Segment Start: RECORDS FOR THE TASK
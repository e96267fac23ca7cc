//! HTTP client library for the Heartbridge API.
//!
//! This crate provides a typed HTTP client for the Heartbridge backend. It
//! covers every REST endpoint: users, profiles and the service endpoints.
//!
//! # Example
//!
//! ```no_run
//! use heartbridge_client::{ClientConfig, CreateUserRequest, HeartbridgeClient};
//! use std::time::Duration;
//!
//! #[tokio::main]
//! async fn main() -> Result<(), heartbridge_client::Error> {
//!     let client = HeartbridgeClient::new(ClientConfig {
//!         base_url: "http://localhost:8080".into(),
//!         timeout: Duration::from_secs(30),
//!     })?;
//!
//!     let user = client
//!         .create_user(&CreateUserRequest {
//!             email_id: Some("a@b.com".into()),
//!             ..Default::default()
//!         })
//!         .await?;
//!     println!("Created {}", user.user_id);
//!
//!     Ok(())
//! }
//! ```

mod client;
mod error;
mod types;

pub use client::{ClientConfig, HeartbridgeClient};
pub use error::Error;
pub use types::*;
//! Database connection pool management.

use crate::config::DatabaseConfig;
use crate::db::error::DbError;
use crate::db::scope::ConnectionScope;
use futures::future::BoxFuture;
use sqlx::postgres::{PgConnectOptions, PgPoolOptions};
use sqlx::{PgConnection, PgPool};
use std::str::FromStr;
use std::sync::Arc;
use std::sync::atomic::{AtomicUsize, Ordering};
use std::time::Duration;
use tokio::sync::Mutex;
use tracing::{debug, info};


/// Connection string used when no configuration is supplied.
pub const DEFAULT_DATABASE_URL: &str = "postgres://localhost:5432/heartbridge";

/// Sizing and timeout settings for a connection pool.
#[derive(Debug, Clone, PartialEq, Eq)]
pub struct PoolSettings {
    /// PostgreSQL connection string.
    pub url: String,
    /// Connections kept open while idle.
    pub min_connections: u32,
    /// Upper bound on live connections.
    pub max_connections: u32,
    /// Server-side statement timeout applied to every session.
    pub command_timeout: Duration,
    /// How long an acquisition waits for a free connection.
    pub acquire_timeout: Duration,
}

impl Default for PoolSettings {
    fn default() -> Self {
        Self {
            url: DEFAULT_DATABASE_URL.to_string(),
            min_connections: 1,
            max_connections: 10,
            command_timeout: Duration::from_secs(60),
            acquire_timeout: Duration::from_secs(5),
        }
    }
}

impl From<&DatabaseConfig> for PoolSettings {
    fn from(config: &DatabaseConfig) -> Self {
        Self {
            url: config.url.clone(),
            min_connections: config.min_connections,
            max_connections: config.max_connections,
            command_timeout: Duration::from_secs(config.command_timeout_secs),
            acquire_timeout: Duration::from_secs(config.acquire_timeout_secs),
        }
    }
}

impl PoolSettings {
    /// Parses the connection string and attaches the statement timeout.
    ///
    /// # Errors
    /// Returns [`DbError::Connection`] if the connection string is malformed.
    pub fn connect_options(&self) -> Result<PgConnectOptions, DbError> {
        let options = PgConnectOptions::from_str(&self.url)
            .map_err(|e| DbError::Connection(e.to_string()))?;

        Ok(options.options([(
            "statement_timeout",
            self.command_timeout.as_millis().to_string(),
        )]))
    }

    fn pool_options(&self) -> PgPoolOptions {
        PgPoolOptions::new()
            .min_connections(self.min_connections)
            .max_connections(self.max_connections)
            .acquire_timeout(self.acquire_timeout)
    }
}

/// Database connection pool wrapper.
///
/// Cloning is cheap; clones share the same underlying pool and lease counter.
#[derive(Clone)]
pub struct DatabasePool {
    pool: PgPool,
    leases: Arc<AtomicUsize>,
    max_connections: u32,
}

impl DatabasePool {
    /// Creates a new database pool and opens its first connection.
    ///
    /// # Errors
    /// Returns [`DbError::Connection`] if the connection string is malformed
    /// or the database cannot be reached.
    pub async fn new(settings: &PoolSettings) -> Result<Self, DbError> {
        let options = settings.connect_options()?;
        let pool = settings
            .pool_options()
            .connect_with(options)
            .await
            .map_err(|e| DbError::Connection(e.to_string()))?;

        info!(
            min_connections = settings.min_connections,
            max_connections = settings.max_connections,
            "Database connection pool established"
        );

        Ok(Self::from_pool(pool, settings.max_connections))
    }

    /// Creates a pool that defers connecting until the first acquisition.
    ///
    /// # Errors
    /// Returns [`DbError::Connection`] if the connection string is malformed.
    pub fn connect_lazy(settings: &PoolSettings) -> Result<Self, DbError> {
        let options = settings.connect_options()?;
        let pool = settings.pool_options().connect_lazy_with(options);
        Ok(Self::from_pool(pool, settings.max_connections))
    }

    fn from_pool(pool: PgPool, max_connections: u32) -> Self {
        Self {
            pool,
            leases: Arc::new(AtomicUsize::new(0)),
            max_connections,
        }
    }

    /// Returns a reference to the underlying pool.
    #[must_use]
    pub fn pool(&self) -> &PgPool {
        &self.pool
    }

    /// Opens a scope for a single connection lease.
    #[must_use]
    pub fn scope(&self) -> ConnectionScope<'_> {
        ConnectionScope::new(self)
    }

    /// Runs `f` with a leased connection, releasing it on every exit path.
    ///
    /// # Errors
    /// Returns [`DbError::PoolExhausted`] when no connection frees up in time,
    /// or whatever `f` returns.
    pub async fn with_connection<F, T>(&self, f: F) -> Result<T, DbError>
    where
        F: for<'c> FnOnce(&'c mut PgConnection) -> BoxFuture<'c, Result<T, DbError>>,
    {
        self.scope().with_connection(f).await
    }

    /// Number of connections currently leased to callers.
    ///
    /// A lease ends when its guard drops, including on cancellation. If the
    /// caller was cancelled mid-query, the physical connection is returned
    /// to the pool only after the driver finishes draining that query, so
    /// `leased()` may read lower than the number of busy connections.
    #[must_use]
    pub fn leased(&self) -> usize {
        self.leases.load(Ordering::SeqCst)
    }

    pub(crate) fn lease_counter(&self) -> Arc<AtomicUsize> {
        Arc::clone(&self.leases)
    }

    /// Configured upper bound on live connections.
    #[must_use]
    pub fn max_connections(&self) -> u32 {
        self.max_connections
    }

    /// Number of open connections, idle or leased.
    #[must_use]
    pub fn size(&self) -> u32 {
        self.pool.size()
    }

    /// Number of open connections waiting in the pool.
    #[must_use]
    pub fn idle(&self) -> usize {
        self.pool.num_idle()
    }

    /// Returns `true` once [`close`](Self::close) has been called.
    #[must_use]
    pub fn is_closed(&self) -> bool {
        self.pool.is_closed()
    }

    /// Returns `true` if both handles share the same underlying pool.
    #[must_use]
    pub fn ptr_eq(&self, other: &Self) -> bool {
        Arc::ptr_eq(&self.leases, &other.leases)
    }

    /// Closes every pooled connection, waiting for outstanding leases.
    pub async fn close(&self) {
        self.pool.close().await;
    }
}

/// Owns the application's single connection pool and its lifecycle.
///
/// The pool is created on [`initialize`](Self::initialize) or on first use via
/// [`current`](Self::current), and torn down by [`shutdown`](Self::shutdown).
pub struct PoolManager {
    settings: PoolSettings,
    slot: Mutex<Option<DatabasePool>>,
}

impl PoolManager {
    /// Creates a manager that will connect with `settings` on first demand.
    #[must_use]
    pub fn new(settings: PoolSettings) -> Self {
        Self {
            settings,
            slot: Mutex::new(None),
        }
    }

    /// Creates a manager around an already constructed pool.
    #[must_use]
    pub fn with_pool(settings: PoolSettings, pool: DatabasePool) -> Self {
        Self {
            settings,
            slot: Mutex::new(Some(pool)),
        }
    }

    /// Returns the settings used to build new pools.
    #[must_use]
    pub fn settings(&self) -> &PoolSettings {
        &self.settings
    }

    /// Returns the live pool, creating it if none exists.
    ///
    /// Concurrent callers are serialized, so at most one pool is created.
    ///
    /// # Errors
    /// Returns [`DbError::Connection`] if the pool cannot be established.
    pub async fn initialize(&self) -> Result<DatabasePool, DbError> {
        let mut slot = self.slot.lock().await;
        if let Some(pool) = slot.as_ref() {
            return Ok(pool.clone());
        }

        let pool = DatabasePool::new(&self.settings).await?;
        *slot = Some(pool.clone());
        Ok(pool)
    }

    /// Returns the live pool, lazily initializing it with the manager's
    /// settings.
    ///
    /// # Errors
    /// Returns [`DbError::Connection`] if lazy initialization fails.
    pub async fn current(&self) -> Result<DatabasePool, DbError> {
        if let Some(pool) = self.peek().await {
            return Ok(pool);
        }

        debug!("No database pool yet, initializing on demand");
        self.initialize().await
    }

    /// Returns the live pool without creating one.
    pub async fn peek(&self) -> Option<DatabasePool> {
        self.slot.lock().await.clone()
    }

    /// Returns `true` if a pool is currently live.
    pub async fn is_initialized(&self) -> bool {
        self.slot.lock().await.is_some()
    }

    /// Closes the live pool, if any. A later [`initialize`](Self::initialize)
    /// creates a fresh one.
    pub async fn shutdown(&self) {
        let pool = self.slot.lock().await.take();

        match pool {
            Some(pool) => {
                pool.close().await;
                info!("Database connection pool closed");
            }
            None => debug!("Shutdown requested with no live database pool"),
        }
    }
}
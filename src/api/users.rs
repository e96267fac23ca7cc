//! User handlers.

use crate::api::extract::{ApiPath, ValidatedJson};
use crate::db::{User, query};
use crate::error::{ApiError, ErrorResponse};
use crate::models::{CreateUserRequest, MessageResponse, UserUpdate, UsersListResponse};
use crate::state::AppState;
use axum::Json;
use axum::extract::State;
use axum::http::StatusCode;
use chrono::Utc;
use std::sync::Arc;
use tracing::info;
use uuid::Uuid;

fn user_not_found(user_id: Uuid) -> ApiError {
    ApiError::not_found("User", user_id)
}

/// Create a user.
#[utoipa::path(
    post,
    path = "/users/",
    request_body = CreateUserRequest,
    responses(
        (status = 201, description = "User created", body = User),
        (status = 409, description = "Email already registered", body = ErrorResponse),
        (status = 422, description = "Invalid payload", body = ErrorResponse),
        (status = 500, description = "Database failure", body = ErrorResponse)
    ),
    tag = "Users"
)]
pub async fn create_user(
    State(state): State<Arc<AppState>>,
    ValidatedJson(request): ValidatedJson<CreateUserRequest>,
) -> Result<(StatusCode, Json<User>), ApiError> {
    let pool = state.pools.current().await?;
    let values = request.into_values(Uuid::new_v4(), Utc::now());

    let user = pool
        .with_connection(move |conn| Box::pin(query::insert_returning::<User>(conn, values)))
        .await?;

    info!(user_id = %user.user_id, "User created");
    Ok((StatusCode::CREATED, Json(user)))
}

/// Get a user by id.
#[utoipa::path(
    get,
    path = "/users/{user_id}",
    params(
        ("user_id" = Uuid, Path, description = "User identifier")
    ),
    responses(
        (status = 200, description = "User details", body = User),
        (status = 404, description = "User not found", body = ErrorResponse)
    ),
    tag = "Users"
)]
pub async fn get_user(
    State(state): State<Arc<AppState>>,
    ApiPath(user_id): ApiPath<Uuid>,
) -> Result<Json<User>, ApiError> {
    let pool = state.pools.current().await?;

    pool.with_connection(move |conn| Box::pin(query::find_by_id::<User>(conn, user_id)))
        .await?
        .map(Json)
        .ok_or_else(|| user_not_found(user_id))
}

/// List every user, newest first.
#[utoipa::path(
    get,
    path = "/users/",
    responses(
        (status = 200, description = "All users", body = UsersListResponse),
        (status = 500, description = "Database failure", body = ErrorResponse)
    ),
    tag = "Users"
)]
pub async fn list_users(
    State(state): State<Arc<AppState>>,
) -> Result<Json<UsersListResponse>, ApiError> {
    let pool = state.pools.current().await?;

    let users = pool
        .with_connection(|conn| Box::pin(query::list_all::<User>(conn)))
        .await?;

    Ok(Json(UsersListResponse {
        count: users.len(),
        users,
    }))
}

/// Update selected fields of a user.
///
/// Only the supplied fields change; `modified_at` is always refreshed.
#[utoipa::path(
    put,
    path = "/users/{user_id}",
    params(
        ("user_id" = Uuid, Path, description = "User identifier")
    ),
    request_body = UserUpdate,
    responses(
        (status = 200, description = "Updated user", body = User),
        (status = 404, description = "User not found", body = ErrorResponse),
        (status = 422, description = "Unknown or invalid field", body = ErrorResponse)
    ),
    tag = "Users"
)]
pub async fn update_user(
    State(state): State<Arc<AppState>>,
    ApiPath(user_id): ApiPath<Uuid>,
    ValidatedJson(update): ValidatedJson<UserUpdate>,
) -> Result<Json<User>, ApiError> {
    let pool = state.pools.current().await?;
    let fields = update.into_inner();

    let user = pool
        .with_connection(move |conn| {
            Box::pin(query::update_returning::<User>(conn, user_id, fields))
        })
        .await?
        .ok_or_else(|| user_not_found(user_id))?;

    info!(%user_id, "User updated");
    Ok(Json(user))
}

/// Delete a user and, by cascade, their profiles.
#[utoipa::path(
    delete,
    path = "/users/{user_id}",
    params(
        ("user_id" = Uuid, Path, description = "User identifier")
    ),
    responses(
        (status = 200, description = "User deleted", body = MessageResponse),
        (status = 404, description = "User not found", body = ErrorResponse)
    ),
    tag = "Users"
)]
pub async fn delete_user(
    State(state): State<Arc<AppState>>,
    ApiPath(user_id): ApiPath<Uuid>,
) -> Result<Json<MessageResponse>, ApiError> {
    let pool = state.pools.current().await?;

    let deleted = pool
        .with_connection(move |conn| Box::pin(query::delete_by_id::<User>(conn, user_id)))
        .await?;

    if !deleted {
        return Err(user_not_found(user_id));
    }

    info!(%user_id, "User deleted");
    Ok(Json(MessageResponse::new("User deleted successfully")))
}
Segment End: RECORDS FOR THE TASK
◆ TASK INSTRUCTIONS ◆
The string "already": state how many lines above contain it, giving nothing but the number.

◆ REPLY ◆
2